В январе 1845 года Салтыкову исполнилось девятнадцать лет: хотелось движения, новых ярких впечатлений, доселе недоступных радостей и наслаждений. Сблизившись с богатым аристократом-однокурсником графом А. П. Бобринским, он, по собственному признанию, оказался среди того большинства однокашников, которое, «с свойственною юности рьяностью, поспешило занять соответственные места: кто в цирке Гверры, кто в цирке Дежана, кто в ресторане Леграна, кто в ресторане Сен-Жоржа...» («Благонамеренные речи»).
Но Салтыков все же был Салтыков... Однообразное прожигание жизни в цирках, ресторанах и других увеселительных заведениях претило... Да и средства и возможности графа Бобринского — потомка знаменитого Григория Орлова и Екатерины II — и захолустного поместного дворянина Салтыкова были слишком неравны. И виды на будущее открывались для них совсем разные — блестящие для Бобринского (он, при всей своей явной ординарности, все-таки сумел стать министром) и «более чем посредственные» для Салтыкова: «отсутствие всякой протекции и довольно скудное «положение» от родных <то есть те средства, которые высылала скупая маменька> отдавали меня на жертву служебной случайности и осуждали на скитание по скромным квартирам с «черным ходом» и на продовольствие в кухмистерских. Даже последнее было не всегда доступно, потому что молодость требовала дорогих развлечений, а иногда, ради билета в театр, я вынуждался заменять скромный кухмистерский обед десятикопеечной колбасой с булкой» («Мелочи жизни» — «Счастливец»).
Настроение Салтыкова было смутным, нерадостным; переписка с Григорием Кузьмичом и одиночество угнетали. Его письма к родителям полны сетований, жалоб, хандры. Умная и практичная Ольга Михайловна оказалась очень проницательной, хотя и не совсем точной в своих предположениях о причине сыновних мрачных мыслей. «Что-то мой добрый Мишка все брюзжит, — писала она в октябре 1844 года Дмитрию Салтыкову. — Право, он не воображает, до какой крайности меня этим убивает. Что это такое за нетерпение, только и твердит, что он не скоро получит штатное место» (а Салтыков поначалу был зачислен в канцелярию Военного министерства сверх штата), «а мне кажется, его вся хандра происходит от его поэзии, которая никогда мне не нравилась, потому что я много начиталась даже бедственных примеров насчет этих неудачных поэтов в деньгах. Да это и вероятно. Я очень чувствую по себе, что если когда мне не удается, то я всегда как растерянная. Я ему никогда не советовала мечтать о своей поэзии на интересных видах» (то есть как о профессии, которая дает средства к жизни). «А можно ли ему мечтать, имев службу, это невозможно, одним надобно чем-нибудь заниматься». (Ольга Михайловна была уверена, что заниматься нужно службой, думать о служебной карьере, а отнюдь не о «своей поэзии».) «Добрый Миша», — продолжает Ольга Михайловна, — «по неопытности своей, более, сколько нужно, представляет себе картину жизни в самом трудном положении и чрез это дает ход мрачным своим мыслям».

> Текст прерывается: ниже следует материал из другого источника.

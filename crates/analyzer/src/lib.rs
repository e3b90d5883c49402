pub use crate::error::AnalyzerError;
use analytics::SharpeReport;
use core_types::PerAssetStatistic;
use serde::Serialize;
use std::cmp::Ordering;

pub mod error;

/// One asset's place in the ranking. Rank 1 is the best.
#[derive(Debug, Clone, PartialEq, Serialize)]
pub struct RankedAsset {
    pub rank: usize,
    pub asset: String,
    pub ratio: f64,
}

/// The outcome of a selection: the winner, its ratio, and the full ranking.
#[derive(Debug, Clone, PartialEq, Serialize)]
pub struct Selection {
    pub best_asset: String,
    pub best_ratio: f64,
    pub ranking: Vec<RankedAsset>,
}

/// Picks the winning asset from a Sharpe report.
#[derive(Debug, Default)]
pub struct Analyzer {}

impl Analyzer {
    pub fn new() -> Self {
        Self::default()
    }

    /// Selects the best asset by annualised Sharpe ratio and ranks the rest.
    pub fn run(&self, report: &SharpeReport) -> Result<Selection, AnalyzerError> {
        let ratios = &report.annualised_sharpe_ratio;

        // 1. Select
        let best_asset = pick_best_stock(ratios)?;
        let best_ratio = ratios.get(&best_asset).unwrap_or(f64::NAN);

        // 2. Rank
        let ranking = rank_assets(ratios);

        tracing::info!(asset = %best_asset, ratio = best_ratio, "Best asset selected");
        Ok(Selection {
            best_asset,
            best_ratio,
            ranking,
        })
    }
}

/// Returns the asset with the highest ratio.
///
/// Ties go to the asset seen first. NaN ratios are never selected; if there are
/// no assets, or every ratio is NaN, an error is returned instead.
pub fn pick_best_stock(ratios: &PerAssetStatistic) -> Result<String, AnalyzerError> {
    if ratios.is_empty() {
        return Err(AnalyzerError::EmptyInput);
    }

    let mut best: Option<(&str, f64)> = None;
    for (asset, ratio) in ratios.iter().filter(|(_, r)| !r.is_nan()) {
        match best {
            Some((_, best_ratio)) if ratio <= best_ratio => {}
            _ => best = Some((asset, ratio)),
        }
    }

    best.map(|(asset, _)| asset.to_string())
        .ok_or(AnalyzerError::AllUndefined(ratios.len()))
}

/// Orders assets from best to worst ratio.
///
/// The sort is stable, so tied assets keep their column order. `-0.0` and `0.0`
/// tie. NaN ratios rank last.
pub fn rank_assets(ratios: &PerAssetStatistic) -> Vec<RankedAsset> {
    let mut entries: Vec<(&str, f64)> = ratios.iter().collect();
    entries.sort_by(|a, b| match (a.1.is_nan(), b.1.is_nan()) {
        (false, false) => b.1.partial_cmp(&a.1).unwrap_or(Ordering::Equal),
        (true, false) => Ordering::Greater,
        (false, true) => Ordering::Less,
        (true, true) => Ordering::Equal,
    });

    entries
        .into_iter()
        .enumerate()
        .map(|(i, (asset, ratio))| RankedAsset {
            rank: i + 1,
            asset: asset.to_string(),
            ratio,
        })
        .collect()
}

Но Михаил Салтыков мечтал в это время не о поэзии. Он очень остро, может быть, даже болезненно прочувствовал постоянные насмешки Белинского над посредственными стихотворцами, а строгий и суровый, уже в этом возрасте, аналитик своего поведения и своей души, он, конечно, хорошо понял, что его собственное стихотворство ничуть не выше наполнявших журналы гладких, но посредственных стихов.